Materials and Methods
Ethics statement
Ethics approval received from Ethics Advisory Group of International Union Against Tuberculosis and Lung Disease and Institution Ethics Committee of MES Medical College, Perintalmanna, Malappuram district. Administrative approval from the State TB Cell, Kerala was obtained for conducting the study. Since this was a record review, we were not able to obtain informed consent from individual patients. The same was presented to ethics committees and a waiver of informed consent was obtained.
Study design
Retrospective cohort study involving review of records routinely collected and maintained within RNTCP.
Study setting
Malappuram, the most populated district from Kerala state in India with a population of 4.14 million, has implemented Government of India's RNTCP since 1998.TB patients are treated with Directly Observed Treatment, Short-course (DOTS) chemotherapy three times a week throughout the treatment period, according to international recommendations. At the end of the initial intensive phase (IP) of treatment, if the sputum smear was positive the IP was extended by an additional month [19].

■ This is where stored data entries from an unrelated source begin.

//! Cluster topology: the per-bucket configuration document, key-to-node
//! routing, HTTP service endpoint selection, and the connection-string /
//! configuration-profile layer that seeds a cluster's [`ClusterOptions`].

mod map;
mod options;
mod router;

pub use map::{ClusterMap, Node, Revision, ServiceType, VbucketMap};
pub use options::{
    configuration_profile, parse_connection_string, ClusterOptions, ConnectionSpec, Error,
};
pub use router::Router;

pub const DEFAULT_NUM_VBUCKETS: u16 = 1024;
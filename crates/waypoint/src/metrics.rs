use std::collections::HashMap;
use std::sync::Arc;
use std::time::Duration;
use waypoint_observability::{LatencyHistograms, OrphanResponseReporter, ThresholdLogReporter};

const HISTOGRAM_FLUSH_INTERVAL: Duration = Duration::from_secs(600);
const REPORTER_INTERVAL: Duration = Duration::from_secs(60);
const REPORTER_CAPACITY: usize = 256;
const SLOW_OPERATION_THRESHOLD: Duration = Duration::from_millis(500);

/// Latency histograms plus one slow-operation threshold reporter per
/// service, owned by the top-level [`crate::Cluster`] and fed by every KV
/// and HTTP dispatch path. The orphaned-response reporter is constructed
/// and reported on the same interval, and is fed from `waypoint-net`'s
/// session via the dependency-free `OrphanHandler` callback (see
/// `bucket.rs::session_for`), so `waypoint-net` itself never needs to
/// depend on `waypoint-observability`.
pub(crate) struct Metrics {
    pub histograms: Arc<LatencyHistograms>,
    pub orphans: Arc<OrphanResponseReporter>,
    thresholds: HashMap<&'static str, Arc<ThresholdLogReporter>>,
}

impl Metrics {
    pub fn new() -> Arc<Self> {
        let mut thresholds = HashMap::new();
        for service in ["kv", "query", "analytics", "search", "views"] {
            thresholds.insert(
                service,
                Arc::new(ThresholdLogReporter::new(
                    service,
                    SLOW_OPERATION_THRESHOLD,
                    REPORTER_CAPACITY,
                )),
            );
        }
        Arc::new(Metrics {
            histograms: Arc::new(LatencyHistograms::new()),
            orphans: Arc::new(OrphanResponseReporter::new(REPORTER_CAPACITY)),
            thresholds,
        })
    }

    pub fn record(&self, service: &str, operation: &str, peer: &str, latency: Duration) {
        self.histograms.record(service, operation, latency);
        if let Some(reporter) = self.thresholds.get(service) {
            reporter.observe(operation, latency, peer);
        }
    }

    /// Spawn the background tasks that periodically flush and log every
    /// reporter. Called once from [`crate::Cluster::connect`].
    pub fn spawn_reporting(self: &Arc<Self>) {
        self.orphans.clone().spawn_reporting(REPORTER_INTERVAL);
        for reporter in self.thresholds.values() {
            reporter.clone().spawn_reporting(REPORTER_INTERVAL);
        }
        let histograms = self.histograms.clone();
        tokio::spawn(async move {
            let mut ticker = tokio::time::interval(HISTOGRAM_FLUSH_INTERVAL);
            loop {
                ticker.tick().await;
                for ((service, operation), report) in histograms.flush() {
                    tracing::info!(
                        service,
                        operation,
                        count = report.count,
                        mean_us = report.mean.as_micros() as u64,
                        min_us = report.min.as_micros() as u64,
                        max_us = report.max.as_micros() as u64,
                        "latency histogram flush"
                    );
                }
            }
        });
    }
}
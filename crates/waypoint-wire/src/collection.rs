use crate::Error;
use bytes::{Bytes, BytesMut};

/// Prefix `key` with `collection_id` encoded as unsigned LEB128, as required
/// for every collection-aware opcode once collections are negotiated.
pub fn encode_collection_prefixed_key(collection_id: u32, key: &[u8]) -> Bytes {
    let mut prefix = Vec::with_capacity(5);
    leb128::write::unsigned(&mut prefix, collection_id as u64)
        .expect("writing to a Vec never fails");

    let mut buf = BytesMut::with_capacity(prefix.len() + key.len());
    buf.extend_from_slice(&prefix);
    buf.extend_from_slice(key);
    buf.freeze()
}

/// Split a collection-prefixed wire key back into its collection id and the
/// logical key bytes.
pub fn decode_collection_prefixed_key(wire_key: &[u8]) -> Result<(u32, Bytes), Error> {
    let mut reader = wire_key;
    let collection_id = leb128::read::unsigned(&mut reader)
        .map_err(|_| Error::protocol("truncated collection-id prefix"))?;
    Ok((collection_id as u32, Bytes::copy_from_slice(reader)))
}

#[cfg(test)]
mod tests {
    use super::*;

    #[test]
    fn round_trips_small_and_large_collection_ids() {
        for id in [0u32, 1, 127, 128, 300, u32::MAX] {
            let encoded = encode_collection_prefixed_key(id, b"doc-key");
            let (decoded_id, key) = decode_collection_prefixed_key(&encoded).unwrap();
            assert_eq!(decoded_id, id);
            assert_eq!(&key[..], b"doc-key");
        }
    }
}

Diagnostic and follow up sputum smear examination was done in quality assured designated microscopic centers in the district. The progress and outcome of treatment was reported from 128 peripheral health institutions in the district. Treatment Cards and Tuberculosis Registers were maintained at eight sub district units (Tuberculosis Units). In Malappuram district all TB cases under RNTCP have been screened for DM and their care monitored since April 2010 by blood glucose estimation using the calorimetric method/Auto analysers(semi or fully automatic) in laboratory conditions and the instruments were periodically calibrating and tests were performed by trained qualified lab technicians. In the field setting, all field staff were using calibrated digital Glucometers andstandard test strips and all were formally trained in using the digital glucometer.The blood glucose results were routinely recorded in the treatment cards. Following a local innovation in the district, diabetes care has been standardized [20]–[23].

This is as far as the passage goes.